The structure of nitroreductase was refined against all data sets using the program REFMAC5 (Collaborative Computational Project, Number 4, 1994 ). Unfortunately, this program does not allow the refinement of occupancies of (heavy) atoms, so only estimates could be made, based on the inspection of σ_a-weighted F^o − F^c maps around the Se atoms. Those estimated occupancies could be compared with the occupancies of the Se atoms based on the anomalous signals and as refined by the programs SHELXD, MLPHARE and SOLVE. F^o − F^o difference Fourier maps were used to rank the different X-ray susceptible sites in the protein.
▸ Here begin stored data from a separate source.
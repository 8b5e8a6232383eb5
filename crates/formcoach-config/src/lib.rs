mod types;

pub use types::*;

use anyhow::{Context, Result};
use std::path::{Path, PathBuf};
use tracing::info;

/// Platform configuration directory for formcoach, created on demand.
pub fn config_dir() -> Result<PathBuf> {
    let dir = dirs::config_dir()
        .context("could not determine the platform config directory")?
        .join("formcoach");
    std::fs::create_dir_all(&dir).with_context(|| format!("creating {}", dir.display()))?;
    Ok(dir)
}

/// Path of the settings file, `config.toml` inside [`config_dir`].
pub fn config_path() -> Result<PathBuf> {
    Ok(config_dir()?.join("config.toml"))
}

/// Load the settings file, or fall back to defaults when none exists yet.
pub fn load_config() -> Result<AppConfig> {
    load_from(&config_path()?)
}

/// Persist the settings. The application saves at session end, which also
/// creates the editable file on first run.
pub fn save_config(config: &AppConfig) -> Result<()> {
    save_to(&config_path()?, config)
}

fn load_from(path: &Path) -> Result<AppConfig> {
    if !path.exists() {
        info!("No config found, using defaults");
        return Ok(AppConfig::default());
    }
    let contents =
        std::fs::read_to_string(path).with_context(|| format!("reading {}", path.display()))?;
    let config = toml::from_str(&contents).with_context(|| format!("parsing {}", path.display()))?;
    info!(?path, "Loaded config");
    Ok(config)
}

fn save_to(path: &Path, config: &AppConfig) -> Result<()> {
    if let Some(parent) = path.parent() {
        std::fs::create_dir_all(parent)
            .with_context(|| format!("creating {}", parent.display()))?;
    }
    let contents = toml::to_string_pretty(config)?;
    std::fs::write(path, contents).with_context(|| format!("writing {}", path.display()))?;
    info!(?path, "Saved config");
    Ok(())
}
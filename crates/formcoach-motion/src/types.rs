use glam::Vec3;
use thiserror::Error;

/// One decoded notification from the sensor feed.
///
/// Either stream may be absent: the wearable interleaves acceleration-only
/// and combined frames depending on its reporting mode.
#[derive(Debug, Clone, Copy, PartialEq)]
pub struct SampleFrame {
    /// Accelerometer reading (g).
    pub accel: Option<Vec3>,
    /// Gyroscope reading (deg/s).
    pub gyro: Option<Vec3>,
}

impl SampleFrame {
    /// Frame carrying only an accelerometer reading.
    pub fn accel_only(accel: Vec3) -> Self {
        Self {
            accel: Some(accel),
            gyro: None,
        }
    }

    /// Frame carrying both sensor streams.
    pub fn full(accel: Vec3, gyro: Vec3) -> Self {
        Self {
            accel: Some(accel),
            gyro: Some(gyro),
        }
    }

    /// Reject non-finite components before any state is touched.
    pub fn validate(&self) -> Result<(), InvalidSampleError> {
        if let Some(accel) = self.accel {
            if !accel.is_finite() {
                return Err(InvalidSampleError::NonFiniteAccel);
            }
        }
        if let Some(gyro) = self.gyro {
            if !gyro.is_finite() {
                return Err(InvalidSampleError::NonFiniteGyro);
            }
        }
        Ok(())
    }
}

/// Latest derived angle/momentum pair, published once per update tick.
#[derive(Debug, Clone, Copy, PartialEq, Default)]
pub struct MotionReading {
    /// Tilt proxy in degrees, signed.
    pub angle: f32,
    /// Motion-intensity proxy, always non-negative.
    pub momentum: f32,
}

/// How close a repetition's peak angle came to the configured target.
#[derive(Debug, Clone, Copy, PartialEq, Eq)]
pub enum RepQuality {
    Great,
    Good,
    NeedsImprovement,
}

impl RepQuality {
    /// Label used on the wire and in the UI.
    pub fn label(&self) -> &'static str {
        match self {
            RepQuality::Great => "great",
            RepQuality::Good => "good",
            RepQuality::NeedsImprovement => "needsImprovement",
        }
    }
}

/// Emitted exactly once per completed repetition.
#[derive(Debug, Clone, Copy, PartialEq)]
pub struct RepResult {
    /// Peak angle reached during the repetition (degrees).
    pub max_angle_reached: f32,
    /// Quality of the peak against the configured target angle.
    pub quality: RepQuality,
}

/// A sample carried a NaN or infinite component.
///
/// Raised synchronously, before any estimator or tracker state mutation,
/// so the update that produced it is all-or-nothing.
#[derive(Debug, Error, Clone, Copy, PartialEq, Eq)]
pub enum InvalidSampleError {
    #[error("accelerometer sample contains a non-finite component")]
    NonFiniteAccel,
    #[error("gyroscope sample contains a non-finite component")]
    NonFiniteGyro,
    #[error("angle input is non-finite")]
    NonFiniteAngle,
}

#[cfg(test)]
mod tests {
    use super::*;

    #[test]
    fn finite_frame_validates() {
        let frame = SampleFrame::full(Vec3::new(0.1, 0.9, -0.2), Vec3::new(12.0, -3.0, 0.5));
        assert!(frame.validate().is_ok());
    }

    #[test]
    fn empty_frame_validates() {
        let frame = SampleFrame {
            accel: None,
            gyro: None,
        };
        assert!(frame.validate().is_ok());
    }

    #[test]
    fn nan_accel_rejected() {
        let frame = SampleFrame::accel_only(Vec3::new(0.0, f32::NAN, 0.0));
        assert_eq!(frame.validate(), Err(InvalidSampleError::NonFiniteAccel));
    }

    #[test]
    fn infinite_gyro_rejected() {
        let frame = SampleFrame::full(Vec3::ZERO, Vec3::new(f32::INFINITY, 0.0, 0.0));
        assert_eq!(frame.validate(), Err(InvalidSampleError::NonFiniteGyro));
    }

    #[test]
    fn quality_labels() {
        assert_eq!(RepQuality::Great.label(), "great");
        assert_eq!(RepQuality::Good.label(), "good");
        assert_eq!(RepQuality::NeedsImprovement.label(), "needsImprovement");
    }
}
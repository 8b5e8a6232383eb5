//! One exercise session: estimator and tracker behind a single update call.

use crate::estimator::{AngleSmoothing, OrientationEstimator};
use crate::tracker::{InvalidConfigError, RepPhase, RepTracker, TrackerConfig};
use crate::types::{InvalidSampleError, MotionReading, RepResult, SampleFrame};

/// Everything a session needs at construction time.
#[derive(Debug, Clone, Copy, Default)]
pub struct SessionConfig {
    /// Repetition detection thresholds.
    pub tracker: TrackerConfig,
    /// Angle smoothing strategy for this surface.
    pub angle_smoothing: AngleSmoothing,
}

/// Outcome of one synchronous update.
#[derive(Debug, Clone, Copy, PartialEq)]
pub struct SessionTick {
    /// Angle and momentum after this frame.
    pub reading: MotionReading,
    /// Present when this frame completed a repetition.
    pub rep: Option<RepResult>,
}

/// Per-session state: one estimator, one tracker, no shared globals.
///
/// Frames must be delivered one at a time; results come out in completion
/// order. Concurrent workouts run on independent instances.
#[derive(Debug, Clone)]
pub struct ExerciseSession {
    estimator: OrientationEstimator,
    tracker: RepTracker,
}

impl ExerciseSession {
    pub fn new(config: SessionConfig) -> Result<Self, InvalidConfigError> {
        Ok(Self {
            estimator: OrientationEstimator::new(config.angle_smoothing),
            tracker: RepTracker::new(config.tracker)?,
        })
    }

    /// Swap in new thresholds and smoothing strategy, effective from the
    /// next frame. Running state is kept; call [`ExerciseSession::reset`]
    /// at a workout boundary.
    pub fn configure(&mut self, config: SessionConfig) -> Result<(), InvalidConfigError> {
        self.tracker.configure(config.tracker)?;
        self.estimator.set_smoothing(config.angle_smoothing);
        Ok(())
    }

    /// Run one decoded frame through the estimator and the tracker.
    ///
    /// The frame is validated up front, so an error leaves the session
    /// exactly as it was. Momentum updates only when both streams are
    /// present; the angle (and with it the tracker) advances whenever the
    /// frame carries an accelerometer reading. A frame with neither stream
    /// is a no-op tick.
    pub fn update(&mut self, frame: &SampleFrame) -> Result<SessionTick, InvalidSampleError> {
        frame.validate()?;

        if let (Some(accel), Some(gyro)) = (frame.accel, frame.gyro) {
            self.estimator.update_motion(accel, gyro)?;
        }

        let rep = match frame.accel {
            Some(accel) => {
                let angle = self.estimator.update_from_accel(accel)?;
                self.tracker.advance(angle)?
            }
            None => None,
        };

        Ok(SessionTick {
            reading: self.reading(),
            rep,
        })
    }

    /// Latest angle and momentum estimate.
    pub fn reading(&self) -> MotionReading {
        MotionReading {
            angle: self.estimator.angle(),
            momentum: self.estimator.momentum(),
        }
    }

    /// Current repetition phase.
    pub fn phase(&self) -> RepPhase {
        self.tracker.phase()
    }

    /// Re-initialize for a new workout. A repetition in flight is
    /// abandoned silently.
    pub fn reset(&mut self) {
        self.estimator.reset();
        self.tracker.reset();
    }
}
mod app;
mod cli;

use tracing_subscriber::EnvFilter;

fn init_logging(verbose: u8) {
    let default_level = match verbose {
        0 => "warn",
        1 => "info",
        _ => "debug",
    };

    // Logs go to stderr so compiled arguments on stdout stay pipeable
    tracing_subscriber::fmt()
        .with_env_filter(
            EnvFilter::try_from_default_env().unwrap_or_else(|_| EnvFilter::new(default_level)),
        )
        .with_writer(std::io::stderr)
        .init();
}

fn main() {
    let cli = cli::parse();
    init_logging(cli.verbose);

    if let Err(e) = app::run(cli) {
        eprintln!("Error: {:#}", e);
        std::process::exit(1);
    }
}
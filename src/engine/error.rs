//! Typed errors for the engine.
//!
//! Only two conditions are fatal. Everything else (missing or stale option
//! values) is corrected or omitted rather than raised.

use thiserror::Error;

#[derive(Debug, Error)]
pub enum EngineError {
    /// Standard-mode compilation needs at least one accelerator
    #[error("No NVIDIA device found")]
    NoHardwareDevice,

    /// The device-listing tool exists but could not be run
    #[error("Failed to execute {program}: {source}")]
    ToolInvocation {
        program: String,
        #[source]
        source: std::io::Error,
    },
}

pub type EngineResult<T> = std::result::Result<T, EngineError>;
// Persistent configuration: tool invocation plus the stored encoder settings

use anyhow::{Context, Result};
use serde::{Deserialize, Serialize};
use std::collections::BTreeMap;
use std::fs;
use std::path::{Path, PathBuf};
use tracing::warn;

use crate::engine::{NvidiaSmi, SettingValue, Settings};

#[derive(Debug, Clone, Default, PartialEq, Serialize, Deserialize)]
pub struct Config {
    #[serde(default)]
    pub tool: ToolConfig,

    /// Encoder settings keyed by option name (e.g. `preset = "p4"`)
    #[serde(default)]
    pub settings: BTreeMap<String, SettingValue>,
}

#[derive(Debug, Clone, PartialEq, Serialize, Deserialize)]
pub struct ToolConfig {
    /// Device listing command
    #[serde(default = "default_program")]
    pub program: String,

    /// Arguments for the device listing command
    #[serde(default = "default_args")]
    pub args: Vec<String>,

    /// Encoder used when printing full command lines
    #[serde(default = "default_encoder")]
    pub encoder: String,
}

fn default_program() -> String {
    "nvidia-smi".to_string()
}

fn default_args() -> Vec<String> {
    vec!["-L".to_string()]
}

fn default_encoder() -> String {
    "h264_nvenc".to_string()
}

impl Default for ToolConfig {
    fn default() -> Self {
        Self {
            program: default_program(),
            args: default_args(),
            encoder: default_encoder(),
        }
    }
}

impl ToolConfig {
    pub fn device_source(&self) -> NvidiaSmi {
        NvidiaSmi {
            program: self.program.clone(),
            args: self.args.clone(),
        }
    }
}

impl Settings for Config {
    fn get_setting(&self, key: &str) -> Option<SettingValue> {
        self.settings.get(key).cloned()
    }

    fn set_setting(&mut self, key: &str, value: SettingValue) {
        self.settings.insert(key.to_string(), value);
    }
}

impl Config {
    /// Get the path to the config file
    pub fn config_path() -> Result<PathBuf> {
        let config_dir = if cfg!(target_os = "macos") {
            dirs::home_dir()
                .context("Could not determine home directory")?
                .join(".config")
                .join("nvencfg")
        } else {
            dirs::config_dir()
                .context("Could not determine config directory")?
                .join("nvencfg")
        };

        Ok(config_dir.join("config.toml"))
    }

    /// Load config from `path`, or create default if it doesn't exist
    pub fn load_from(path: &Path) -> Result<Self> {
        if path.exists() {
            let contents = fs::read_to_string(path)
                .with_context(|| format!("Failed to read config file: {}", path.display()))?;

            let config: Config = toml::from_str(&contents)
                .with_context(|| format!("Failed to parse config file: {}", path.display()))?;

            Ok(config)
        } else {
            let config = Config::default();

            // Try to save the default config, but don't fail if we can't
            // (e.g., if the directory isn't writable)
            if let Err(e) = config.save_to(path) {
                warn!(
                    path = %path.display(),
                    "Could not create default config file ({:#}); using built-in defaults", e
                );
            }

            Ok(config)
        }
    }

    pub fn save_to(&self, path: &Path) -> Result<()> {
        // Create parent directory if it doesn't exist
        if let Some(parent) = path.parent() {
            fs::create_dir_all(parent).with_context(|| {
                format!("Failed to create config directory: {}", parent.display())
            })?;
        }

        let contents = toml::to_string_pretty(self).context("Failed to serialize config")?;

        fs::write(path, contents)
            .with_context(|| format!("Failed to write config file: {}", path.display()))?;

        Ok(())
    }

    /// Create a default config file at `path` if it doesn't exist.
    /// Returns whether a file was written.
    pub fn ensure_default(path: &Path) -> Result<bool> {
        if path.exists() {
            return Ok(false);
        }
        Config::default().save_to(path)?;
        Ok(true)
    }
}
The dose per data set, as well as the dose for the X-ray burn, was estimated using the program RADDOSE (Murray et al., 2004) assuming a uniform beam profile. The increase in absorption of Se around its K-edge was taken into account using a reference experimental fluorescence scan (Murray et al., 2004), as well as the escape of Se K-edge fluorescence photons.

3. Results and discussion

In order to consider the results within the context of a MAD/SAD experiment it is useful to calculate the signal one might expect from an ideal experiment. Hendrickson introduced the concept of the diffraction ratios to describe the variation of anomalous and dispersive differences between data sets collected at different wavelengths. We calculate the diffraction ratios for nitroreductase according to the standard formulae (Hendrickson & Teeter, 1981 ). Values for f ′ and f ′′′ were calculated by the program CHOOCH (Evans & Pettifer, 2001 ) from absorption-edge measurements made on the crystal. A remote wavelength of 0.939 Å (this is usual for Se MAD on ID14-4) was used for the calculation of the theoretical signal (Table 1). It can be seen that the exploitable differences are of the order of a few percent; only for the anomalous signal at the peak wavelength is the signal much larger (7.2%) than the noise level one might expect within an average data set. This result clearly indicates why this wavelength is the favoured value for the collection of SAD data and why it was used in our study. The maximum dispersive signal (3.6%), between the remote and inflection point, is smaller than the anomalous signal available at the peak of the absorption edge.

Table 1
Theoretical diffraction ratios (%) for SeMet-substituted flavoprotein nitroreductase from E. coli

	Inflection point	Peak	Remote
Inflection point	4.1	1.5	3.6
Peak		7.2	2.1
Remote			3.6

3.1. Data quality

After data processing and scaling, the intensities were converted into structure factors using the CCP4 program TRUNCATE (Collaborative Computational Project, Number 4, 1994). Table 2 shows that X-ray radiation resulted in an increase of the Wilson-plot B factor as well as of the unit-cell volume. The unit-cell parameters changed anisotropically, causing general non-isomorphism between the data sets. The sample mosaicity, as refined with SCALEPACK, increases, indicating that the longer-range crystalline order is also compromised. The most significant jump in mosaicity and Wilson B factor is observed after the first `burn': this will be further discussed in the next section. It has been previously observed that neither the Wilson B factor nor the mosaicity always increase proportionally with X-ray dose (Ravelli & McSweeney, 2000). The R factors for the data sets are all acceptable; for most purposes, F still represents a useful 2.0 Å data set.

Table 2
Data collection statistics

Six data sets, labelled A to F, were collected on a single crystal of nitroreductase. The crystal received an X-ray dose in between data sets D and E, and E and F.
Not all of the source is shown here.